Kompasiana adalah platform blog. Konten ini menjadi tanggung jawab bloger dan tidak mewakili pandangan redaksi Kompas.

https://pin.it/6nFDu9yu6

Selama beberapa dekade, dominasi ilmu pengetahuan di ranah akademis dikuasai oleh pendekatan dan teori yang berasal dari tradisi Barat. Hal ini tercermin dalam kurikulum pendidikan tinggi yang banyak berfokus pada teori-teori yang dikembangkan di dunia Barat, seperti positivisme, empirisisme, dan epistemologi rasional. Akibatnya, pemikiran cendekiawan Muslim sering kali terpinggirkan dan kurang mendapat tempat di ruang diskursus akademis. Sebagaimana dipaparkan oleh Al-Attas dalam Prolegomena to the Metaphysics of Islam (1995), pendekatan ini tidak hanya mengurangi ruang lingkup pandangan dunia dalam kurikulum, tetapi juga menciptakan ketimpangan epistemik yang memperlebar jurang antara teori Barat dan perspektif Islam.

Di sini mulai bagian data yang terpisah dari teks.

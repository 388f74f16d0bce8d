//! [`ClusterClient`] backed by a live cluster through kube-rs.
//!
//! Every call resolves the object's group/version/kind with
//! `discovery::pinned_kind`, then talks to `Api<DynamicObject>` scoped to the
//! resource: cluster-wide for cluster-scoped kinds, the object's namespace
//! (or the client's default namespace) for namespaced ones.

use async_trait::async_trait;
use kube::api::{Api, DynamicObject, PostParams};
use kube::core::GroupVersionKind;
use kube::discovery::{self, Scope};
use kube::Client;

use kubeplate_core::{types::split_api_version, ResourceId};

use crate::client::{ClientError, ClusterClient};

pub struct KubeClusterClient {
    client: Client,
}

impl KubeClusterClient {
    pub fn new(client: Client) -> Self {
        KubeClusterClient { client }
    }

    async fn api_for(
        &self,
        api_version: &str,
        kind: &str,
        namespace: Option<&str>,
    ) -> Result<Api<DynamicObject>, ClientError> {
        let (group, version) = split_api_version(api_version);
        let gvk = GroupVersionKind::gvk(group, version, kind);
        let (resource, capabilities) = discovery::pinned_kind(&self.client, &gvk).await?;
        let api = match (capabilities.scope, namespace) {
            (Scope::Cluster, _) => Api::all_with(self.client.clone(), &resource),
            (Scope::Namespaced, Some(ns)) => {
                Api::namespaced_with(self.client.clone(), ns, &resource)
            }
            (Scope::Namespaced, None) => {
                Api::default_namespaced_with(self.client.clone(), &resource)
            }
        };
        Ok(api)
    }

    async fn api_for_object(&self, obj: &DynamicObject) -> Result<Api<DynamicObject>, ClientError> {
        let types = obj.types.as_ref().ok_or(ClientError::MissingTypeMeta)?;
        let namespace = obj.metadata.namespace.as_deref().filter(|ns| !ns.is_empty());
        self.api_for(&types.api_version, &types.kind, namespace).await
    }
}

#[async_trait]
impl ClusterClient for KubeClusterClient {
    async fn create(&self, obj: &DynamicObject) -> Result<DynamicObject, ClientError> {
        let api = self.api_for_object(obj).await?;
        Ok(api.create(&PostParams::default(), obj).await?)
    }

    async fn get(&self, id: &ResourceId) -> Result<DynamicObject, ClientError> {
        let api = self
            .api_for(&id.api_version, &id.kind, id.namespace.as_deref())
            .await?;
        Ok(api.get(&id.name).await?)
    }

    async fn update(&self, obj: &DynamicObject) -> Result<DynamicObject, ClientError> {
        let name = obj.metadata.name.as_deref().ok_or_else(|| ClientError::MissingName {
            kind: obj
                .types
                .as_ref()
                .map(|t| t.kind.clone())
                .unwrap_or_default(),
        })?;
        let api = self.api_for_object(obj).await?;
        Ok(api.replace(name, &PostParams::default(), obj).await?)
    }
}
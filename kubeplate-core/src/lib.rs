//! kubeplate core library — template data model, rendered objects, type scheme.
//!
//! - [`types`] — [`Template`], [`Parameter`], [`RenderedObject`], [`ManifestObject`]
//! - [`scheme`] — [`Scheme`], the registry of strongly-typed kinds
//! - [`error`] — [`CoreError`], [`ConversionError`]
//! - [`load`] — reading templates from YAML/JSON files

pub mod error;
pub mod load;
pub mod scheme;
pub mod types;

pub use error::{ConversionError, CoreError};
pub use scheme::Scheme;
pub use types::{
    ManifestObject, Parameter, RenderedObject, ResourceId, Template,
};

Menurut Ziauddin Sardar dalam Postmodernism and the Other (1998), ketidakseimbangan ini bukanlah fenomena kebetulan, melainkan hasil dari berbagai faktor historis, seperti warisan kolonialisme dan hegemoni budaya Barat yang terus berlanjut hingga hari ini. Di banyak negara bekas jajahan, sistem pendidikan yang berorientasi Barat diwarisi sebagai "standar global," tanpa memerhatikan kebutuhan budaya dan tradisi lokal yang berbeda. Misalnya, negara-negara di Timur Tengah dan Asia Tenggara umumnya mengadopsi sistem pendidikan Barat yang berfokus pada pendekatan sekuler dan teknologis, mengabaikan nilai-nilai lokal serta konsep-konsep spiritual dalam ilmu pengetahuan. Ketergantungan ini memperkuat dominasi teori Barat dan memperlemah keberagaman perspektif dalam dunia akademis global.

Dalam epistemologi Barat, prinsip-prinsip empirisme dan positivisme mendasari sebagian besar penelitian ilmiah, menekankan pentingnya data yang terukur dan dapat dibuktikan sebagai dasar validitas pengetahuan. Pendekatan ini, sebagaimana dijelaskan oleh Descartes dalam Meditations on First Philosophy (1998), didukung oleh pemikiran filsuf-filsuf seperti Francis Bacon dan John Locke, yang menjadi pilar metode ilmiah modern yang mengutamakan objektivitas dan pengukuran. Namun, orientasi yang sangat materialistik ini sering kali mengabaikan dimensi spiritual dan nilai-nilai etika dalam memahami realitas, sehingga pengetahuan seolah-olah terisolasi dari makna yang lebih dalam tentang kehidupan.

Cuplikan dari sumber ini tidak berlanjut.